Sin embargo en algunas épocas históricas hubo quien hizo trampa y se negó a devolver el carbono "prestado" por la atmósfera. En condiciones de enterramiento de masas de cadáveres animales y vegetales, especialmente en plataformas marinas, tuvo lugar el proceso de formación de combustibles fósiles: carbones, petróleos y derivados. Allí, en tales trampas geológicas se acumularon y conservaron durante millones de años, hasta que llega una criatura inteligente, el hombre, y los descubre y utiliza.
Han bastado poco más de doscientos años para que el hombre sustituyera la quema de leña y paja por carbón y petróleo. La inmensa mejora en rendimiento energético obtenida propició el desarrollo de la civilización industrial y de los momentos más felices y de mayor bienestar que ha conocido nuestra especie.
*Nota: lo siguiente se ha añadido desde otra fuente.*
#[sqlx::test(migrations = "../../db/migrations")]
async fn test_malformed_email_and_url_are_rejected(pool: PgPool) {
    let book_id = create_book(&pool).await;

    let mut bad_email = anonymous_comment(book_id, "Hi");
    bad_email["user_email"] = json!("a@b..c");
    let mut bad_url = anonymous_comment(book_id, "Hi");
    bad_url["user_url"] = json!("http://exa mple.com");

    for body in [bad_email, bad_url] {
        let app = common::build_test_app(pool.clone()).await;
        let response = post_json(app, "/api/comments/", body).await;
        assert_eq!(response.status(), StatusCode::BAD_REQUEST);
        let json = body_json(response).await;
        assert_eq!(json["code"], "VALIDATION_ERROR");
    }
    assert_eq!(comment_count(&pool).await, 0);
}

#[sqlx::test(migrations = "../../db/migrations")]
async fn test_unknown_content_type_is_invalid_target(pool: PgPool) {
    let app = common::build_test_app(pool.clone()).await;
    let response = post_json(
        app,
        "/api/comments/",
        json!({
            "content": "Hello",
            "content_type": "books_movies_api.author",
            "object_pk": "1",
            "user_name": "Ann",
            "user_email": "ann@example.com",
        }),
    )
    .await;

    assert_eq!(response.status(), StatusCode::BAD_REQUEST);
    let json = body_json(response).await;
    assert_eq!(json["code"], "INVALID_TARGET");
    assert_eq!(comment_count(&pool).await, 0);
}

#[sqlx::test(migrations = "../../db/migrations")]
async fn test_missing_target_row_is_invalid_target(pool: PgPool) {
    let app = common::build_test_app(pool.clone()).await;
    let response = post_json(app, "/api/comments/", anonymous_comment(999_999, "Anyone?")).await;

    assert_eq!(response.status(), StatusCode::BAD_REQUEST);
    let json = body_json(response).await;
    assert_eq!(json["code"], "INVALID_TARGET");
    assert_eq!(comment_count(&pool).await, 0);
}

#[sqlx::test(migrations = "../../db/migrations")]
async fn test_blank_content_is_rejected(pool: PgPool) {
    let book_id = create_book(&pool).await;

    let app = common::build_test_app(pool).await;
    let response = post_json(app, "/api/comments/", anonymous_comment(book_id, "   ")).await;

    assert_eq!(response.status(), StatusCode::BAD_REQUEST);
    let json = body_json(response).await;
    assert_eq!(json["code"], "VALIDATION_ERROR");
}

#[sqlx::test(migrations = "../../db/migrations")]
async fn test_invalid_token_is_rejected_even_for_optional_auth(pool: PgPool) {
    let book_id = create_book(&pool).await;

    let app = common::build_test_app(pool).await;
    let response = post_json_auth(
        app,
        "/api/comments/",
        anonymous_comment(book_id, "Sneaky"),
        "not-a-real-token",
    )
    .await;

    assert_eq!(response.status(), StatusCode::UNAUTHORIZED);
}

// ---------------------------------------------------------------------------
// Preview
// ---------------------------------------------------------------------------

#[sqlx::test(migrations = "../../db/migrations")]
async fn test_preview_does_not_persist(pool: PgPool) {
    let book_id = create_book(&pool).await;

    let app = common::build_test_app(pool.clone()).await;
    let response = post_json(
        app,
        "/api/comments/preview/",
        anonymous_comment(book_id, "  Draft text  "),
    )
    .await;

    assert_eq!(response.status(), StatusCode::OK);
    let json = body_json(response).await;
    assert!(json["id"].is_null());
    assert_eq!(json["content"], "Draft text");
    assert_eq!(json["is_removed"], false);
    assert!(json["created_at"].is_string());
    assert_eq!(comment_count(&pool).await, 0);
}

#[sqlx::test(migrations = "../../db/migrations")]
async fn test_preview_runs_identity_checks(pool: PgPool) {
    let book_id = create_book(&pool).await;

    let app = common::build_test_app(pool).await;
    let response = post_json(
        app,
        "/api/comments/preview",
        json!({
            "content": "Draft",
            "content_type": "books_movies_api.book",
            "object_pk": book_id.to_string(),
            "user_name": "Ann",
        }),
    )
    .await;

    assert_eq!(response.status(), StatusCode::BAD_REQUEST);
    let json = body_json(response).await;
    assert_eq!(json["code"], "MISSING_IDENTITY");
}

// ---------------------------------------------------------------------------
// Listing
// ---------------------------------------------------------------------------

#[sqlx::test(migrations = "../../db/migrations")]
async fn test_list_with_missing_params_is_empty(pool: PgPool) {
    let book_id = create_book(&pool).await;
    let app = common::build_test_app(pool.clone()).await;
    post_json(app, "/api/comments/", anonymous_comment(book_id, "Hi")).await;

    for uri in [
        "/api/comments/".to_string(),
        format!("/api/comments/?object_pk={book_id}&content_type_model=book"),
        format!("/api/comments/?object_pk={book_id}&content_type_model=author&app_label=books_movies_api"),
    ] {
        let app = common::build_test_app(pool.clone()).await;
        let response = get(app, &uri).await;
        assert_eq!(response.status(), StatusCode::OK);
        let json = body_json(response).await;
        assert!(json.as_array().unwrap().is_empty(), "expected empty list for {uri}");
    }
}
//! Movie entity model and DTOs.

use serde::{Deserialize, Serialize};
use shelf_core::entities::Budget;
use shelf_core::types::DbId;
use sqlx::FromRow;

/// A movie row from the `movies` table.
///
/// `budget` is read back as text (`budget::TEXT`) so it keeps its exact
/// two-decimal form.
#[derive(Debug, Clone, FromRow, Serialize)]
pub struct Movie {
    pub id: DbId,
    pub title: String,
    pub date: i32,
    pub budget: String,
    pub actors: String,
}

/// DTO for creating a movie, also used as the full body of `PUT`.
#[derive(Debug, Clone, Deserialize)]
pub struct CreateMovie {
    pub title: String,
    pub date: i32,
    pub budget: Budget,
    pub actors: String,
}

/// DTO for partially updating a movie (`PATCH`). All fields are optional.
#[derive(Debug, Clone, Default, Deserialize)]
pub struct UpdateMovie {
    pub title: Option<String>,
    pub date: Option<i32>,
    pub budget: Option<Budget>,
    pub actors: Option<String>,
}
Pero la innegable elevación del CO2 en la atmósfera, unido a otros gases industriales, consecuencia de la civilización industrial, ocasionó, bien entrada la segunda mitad del siglo veinte, el alarmismo catastrofista derivado de la "teoría el cambio climático".
Noticias cada vez más agresivas sobre lo nefasta que estaba siendo para la atmósfera la emisión de contaminantes industriales con el CO2 a la cabeza, propiciadas hábilmente por los "paneles del cambio climático" auspiciados por la ONU y encabezadas por el entonces vicepresidente norteamericano Al Gore, venían a proponer un cambio drástico en las economías mundiales, como es natural con perjuicio para los menos desarrollados.
Sucesivamente, paso a paso y hasta llegar a la Cumbre de Egipto, se han ido prescribiendo medidas no científicas sino políticas en línea anticapitalista, claramente potenciadas por quienes dicen llamarse progresistas y proponen en realidad la vuelta a las cavernas al renunciar la humanidad a su recursos energéticos imprescindibles para el bienestar.
Suponiendo que la actividad antropogénica sobre el clima sea capaz de deteriorarlo, lo cual no está probado científicamente, debemos preguntarnos si las medidas ruinosas propuestas por la progresía para evitarlo son realistas y realmente útiles. La respuesta lógica es no: de ninguna manera.
Suponiendo que realmente el planeta "tenga fiebre", el antipirético necesario es la investigación científica: para encontrar nuevas fuentes de energía o para mejorar la explotación de las ya conocidas, especialmente la nuclear, todo ello sin arruinar las economías y el bienestar de los diferente países.
La Cumbre de Egipto está generando menos titulares que las anteriores y las reacciones periodísticas y populares son cada vez más escépticas. Podríamos pensar que cada vez son mayores las dudas sobre el catastrofismo climático, sobre todo cuando se va comprobando que ninguna de las predicciones se va cumpliendo.
Todo el enorme montaje se ha basado en modelos de ordenador, no en pruebas científicas. Por primera vez en la historia moderna el método científico se ha visto relegado a segundo plano ante la adoración a las computadoras, dirigidas más o menos intencionadamente.
Solo falta que a algún energúmeno, bien pagado, se le vaya la mano, se pase de las instrucciones recibidas y dañe realmente una obra de arte, para que la ciudadanía, inocente pero harta, corra a gorrazos a los catastrofistas.